International banking, United States foreign policy, the U. American news and entertainment media as propaganda, the Supreme Court of the United States, and the United Nations. 1969 video lecture, More Deadly Than War: The Communist Revolution in America, was printed in English and Dutch. In 1974, he published World Without Cancer, and in 1975, he wrote a sympathetic biography of JBS founder Robert W.

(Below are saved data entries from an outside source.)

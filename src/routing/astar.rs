//! A* search over the obstacle grid.

use serde::{Deserialize, Serialize};
use std::cmp::Ordering;
use std::collections::BinaryHeap;

use super::grid::GridSystem;
use super::heuristics::octile;
use super::reconstruct::{reconstruct_path, smooth_path};
use super::types::{GridPoint, PathNode, PathfindingResult};

#[derive(Debug, Clone, Copy, PartialEq, Default, Serialize, Deserialize)]
#[serde(rename_all = "camelCase")]
pub struct SearchConfig {
    /// Give up after expanding this many cells. `None` searches until the
    /// frontier is exhausted.
    pub max_expansions: Option<usize>,
}

/// Frontier entry pointing into the node arena.
#[derive(Debug, Clone, Copy)]
struct OpenEntry {
    f: f64,
    h: f64,
    node: usize,
}

impl PartialEq for OpenEntry {
    fn eq(&self, other: &Self) -> bool {
        self.cmp(other) == Ordering::Equal
    }
}

impl Eq for OpenEntry {}

impl Ord for OpenEntry {
    fn cmp(&self, other: &Self) -> Ordering {
        // Min-heap on f, then on h so ties favor cells nearer the goal.
        other
            .f
            .total_cmp(&self.f)
            .then_with(|| other.h.total_cmp(&self.h))
            .then_with(|| other.node.cmp(&self.node))
    }
}

impl PartialOrd for OpenEntry {
    fn partial_cmp(&self, other: &Self) -> Option<Ordering> {
        Some(self.cmp(other))
    }
}

#[derive(Debug, Clone, Default)]
pub struct AStarPathfinder {
    config: SearchConfig,
}

impl AStarPathfinder {
    pub fn new(config: SearchConfig) -> Self {
        Self { config }
    }

    pub fn config(&self) -> &SearchConfig {
        &self.config
    }

    /// Shortest 8-connected path from `start` to `goal`.
    ///
    /// The search tree lives only for the duration of the call.
    pub fn find_path(&self, grid: &GridSystem, start: GridPoint, goal: GridPoint) -> PathfindingResult {
        let (Some(start_idx), Some(goal_idx)) = (grid.index_of(start), grid.index_of(goal)) else {
            tracing::trace!(?start, ?goal, "endpoint outside grid");
            return PathfindingResult::not_found(0);
        };
        if grid.is_obstacle(goal) {
            tracing::trace!(?goal, "goal cell is blocked");
            return PathfindingResult::not_found(0);
        }

        let mut arena: Vec<PathNode> = Vec::new();
        let mut best_g = vec![f64::INFINITY; grid.len()];
        let mut closed = vec![false; grid.len()];
        let mut open = BinaryHeap::new();

        let h = octile(start, goal);
        arena.push(PathNode {
            point: start,
            g: 0.0,
            h,
            f: h,
            parent: None,
        });
        best_g[start_idx] = 0.0;
        open.push(OpenEntry { f: h, h, node: 0 });

        let mut explored = 0;

        while let Some(entry) = open.pop() {
            let current = arena[entry.node];
            let Some(cell_idx) = grid.index_of(current.point) else {
                continue;
            };
            if closed[cell_idx] {
                continue;
            }

            if cell_idx == goal_idx {
                let path = reconstruct_path(&arena, entry.node);
                tracing::trace!(explored, cost = current.g, len = path.len(), "path found");
                return PathfindingResult {
                    path,
                    found: true,
                    cost: current.g,
                    nodes_explored: explored,
                };
            }

            closed[cell_idx] = true;
            explored += 1;
            if self.config.max_expansions.is_some_and(|limit| explored > limit) {
                tracing::warn!(explored, "search step budget exhausted");
                return PathfindingResult::not_found(explored);
            }

            for (neighbor, step_cost) in grid.neighbors(current.point) {
                let Some(neighbor_idx) = grid.index_of(neighbor) else {
                    continue;
                };
                if closed[neighbor_idx] {
                    continue;
                }

                let g = current.g + step_cost;
                if g >= best_g[neighbor_idx] {
                    continue;
                }
                best_g[neighbor_idx] = g;

                let h = octile(neighbor, goal);
                arena.push(PathNode {
                    point: neighbor,
                    g,
                    h,
                    f: g + h,
                    parent: Some(entry.node),
                });
                open.push(OpenEntry {
                    f: g + h,
                    h,
                    node: arena.len() - 1,
                });
            }
        }

        tracing::trace!(explored, "frontier exhausted");
        PathfindingResult::not_found(explored)
    }

    /// [`find_path`](Self::find_path) followed by one line-of-sight pass.
    pub fn find_path_with_smoothing(
        &self,
        grid: &GridSystem,
        start: GridPoint,
        goal: GridPoint,
    ) -> PathfindingResult {
        let mut result = self.find_path(grid, start, goal);
        if result.found && result.path.len() > 2 {
            result.path = smooth_path(&result.path, grid);
        }
        result
    }
}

In May 2009, Griffin helped Robert L. Schulz and Edwin Vieira organize a meeting at Jekyll Island of thirty people including “radical tax protesters, militiamen, nativist extremists, anti-Obama ‘birthers,’ hard-line libertarians, conspiracy-minded individuals with theories about secret government concentration camps, even a raging anti-Semite named Edgar Steele”. Speakers at the meeting “warned of ‘increasing national instability,’ worried about a coming ‘New World Order,’ denounced secret schemes to merge Canada, Mexico and the United States, and furiously attacked the new president’s ‘socialized’ policies and failure to end illegal immigration,” and attendees made plans for a “continental congress” that occurred in November 2009 that was hosted by the We the People Foundation.